### EXTRACTED DATA

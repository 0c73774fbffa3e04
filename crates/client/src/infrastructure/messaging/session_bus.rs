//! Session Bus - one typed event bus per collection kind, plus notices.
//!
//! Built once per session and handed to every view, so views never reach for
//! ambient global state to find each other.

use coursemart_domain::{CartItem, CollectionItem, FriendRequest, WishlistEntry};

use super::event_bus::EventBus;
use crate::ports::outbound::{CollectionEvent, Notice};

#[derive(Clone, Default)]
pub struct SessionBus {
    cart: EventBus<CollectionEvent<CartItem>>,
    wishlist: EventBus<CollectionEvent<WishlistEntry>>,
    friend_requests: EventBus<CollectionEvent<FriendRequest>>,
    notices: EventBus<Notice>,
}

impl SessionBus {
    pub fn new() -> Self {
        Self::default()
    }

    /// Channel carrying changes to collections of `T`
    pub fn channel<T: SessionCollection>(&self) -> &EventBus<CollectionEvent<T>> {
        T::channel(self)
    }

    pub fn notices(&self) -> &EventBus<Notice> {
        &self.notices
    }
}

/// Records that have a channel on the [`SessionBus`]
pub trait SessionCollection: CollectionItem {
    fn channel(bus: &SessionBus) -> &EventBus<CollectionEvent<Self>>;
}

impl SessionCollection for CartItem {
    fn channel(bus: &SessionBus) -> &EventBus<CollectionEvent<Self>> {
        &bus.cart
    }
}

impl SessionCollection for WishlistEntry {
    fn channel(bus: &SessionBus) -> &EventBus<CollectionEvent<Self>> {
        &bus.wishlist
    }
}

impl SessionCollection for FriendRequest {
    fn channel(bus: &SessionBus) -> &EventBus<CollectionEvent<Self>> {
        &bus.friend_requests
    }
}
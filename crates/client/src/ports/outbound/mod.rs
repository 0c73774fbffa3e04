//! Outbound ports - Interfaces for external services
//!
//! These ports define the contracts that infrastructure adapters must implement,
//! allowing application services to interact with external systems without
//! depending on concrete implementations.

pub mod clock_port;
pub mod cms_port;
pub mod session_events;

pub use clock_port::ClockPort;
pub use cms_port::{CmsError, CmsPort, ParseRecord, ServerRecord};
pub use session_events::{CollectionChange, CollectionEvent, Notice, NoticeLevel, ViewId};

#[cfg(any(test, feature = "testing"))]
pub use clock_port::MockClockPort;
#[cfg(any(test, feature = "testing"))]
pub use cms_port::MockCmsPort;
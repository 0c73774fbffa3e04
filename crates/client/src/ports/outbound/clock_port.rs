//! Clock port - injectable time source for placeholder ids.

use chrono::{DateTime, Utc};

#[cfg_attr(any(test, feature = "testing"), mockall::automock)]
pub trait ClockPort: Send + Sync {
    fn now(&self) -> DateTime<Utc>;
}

######

[TASK DESCRIPTION] Reproduce the material exactly, with every line intact.

[PROBLEM SOLUTION]
repository 0c73774fbffa3e04
filename crates/client/src/infrastructure/messaging/session_bus.rs
//! Session Bus - one typed event bus per collection kind, plus notices.
//!
//! Built once per session and handed to every view, so views never reach for
//! ambient global state to find each other.

use coursemart_domain::{CartItem, CollectionItem, FriendRequest, WishlistEntry};

use super::event_bus::EventBus;
use crate::ports::outbound::{CollectionEvent, Notice};

#[derive(Clone, Default)]
pub struct SessionBus {
    cart: EventBus<CollectionEvent<CartItem>>,
    wishlist: EventBus<CollectionEvent<WishlistEntry>>,
    friend_requests: EventBus<CollectionEvent<FriendRequest>>,
    notices: EventBus<Notice>,
}

impl SessionBus {
    pub fn new() -> Self {
        Self::default()
    }

    /// Channel carrying changes to collections of `T`
    pub fn channel<T: SessionCollection>(&self) -> &EventBus<CollectionEvent<T>> {
        T::channel(self)
    }

    pub fn notices(&self) -> &EventBus<Notice> {
        &self.notices
    }
}

/// Records that have a channel on the [`SessionBus`]
pub trait SessionCollection: CollectionItem {
    fn channel(bus: &SessionBus) -> &EventBus<CollectionEvent<Self>>;
}

impl SessionCollection for CartItem {
    fn channel(bus: &SessionBus) -> &EventBus<CollectionEvent<Self>> {
        &bus.cart
    }
}

impl SessionCollection for WishlistEntry {
    fn channel(bus: &SessionBus) -> &EventBus<CollectionEvent<Self>> {
        &bus.wishlist
    }
}

impl SessionCollection for FriendRequest {
    fn channel(bus: &SessionBus) -> &EventBus<CollectionEvent<Self>> {
        &bus.friend_requests
    }
}
filename crates/client/src/ports/outbound/mod.rs
repository 0c73774fbffa3e04
//! Outbound ports - Interfaces for external services
//!
//! These ports define the contracts that infrastructure adapters must implement,
//! allowing application services to interact with external systems without
//! depending on concrete implementations.

pub mod clock_port;
pub mod cms_port;
pub mod session_events;

pub use clock_port::ClockPort;
pub use cms_port::{CmsError, CmsPort, ParseRecord, ServerRecord};
pub use session_events::{CollectionChange, CollectionEvent, Notice, NoticeLevel, ViewId};

#[cfg(any(test, feature = "testing"))]
pub use clock_port::MockClockPort;
#[cfg(any(test, feature = "testing"))]
pub use cms_port::MockCmsPort;
repository 0c73774fbffa3e04
filename crates/client/src/ports/outbound/clock_port.rs
//! Clock port - injectable time source for placeholder ids.

use chrono::{DateTime, Utc};

#[cfg_attr(any(test, feature = "testing"), mockall::automock)]
pub trait ClockPort: Send + Sync {
    fn now(&self) -> DateTime<Utc>;
}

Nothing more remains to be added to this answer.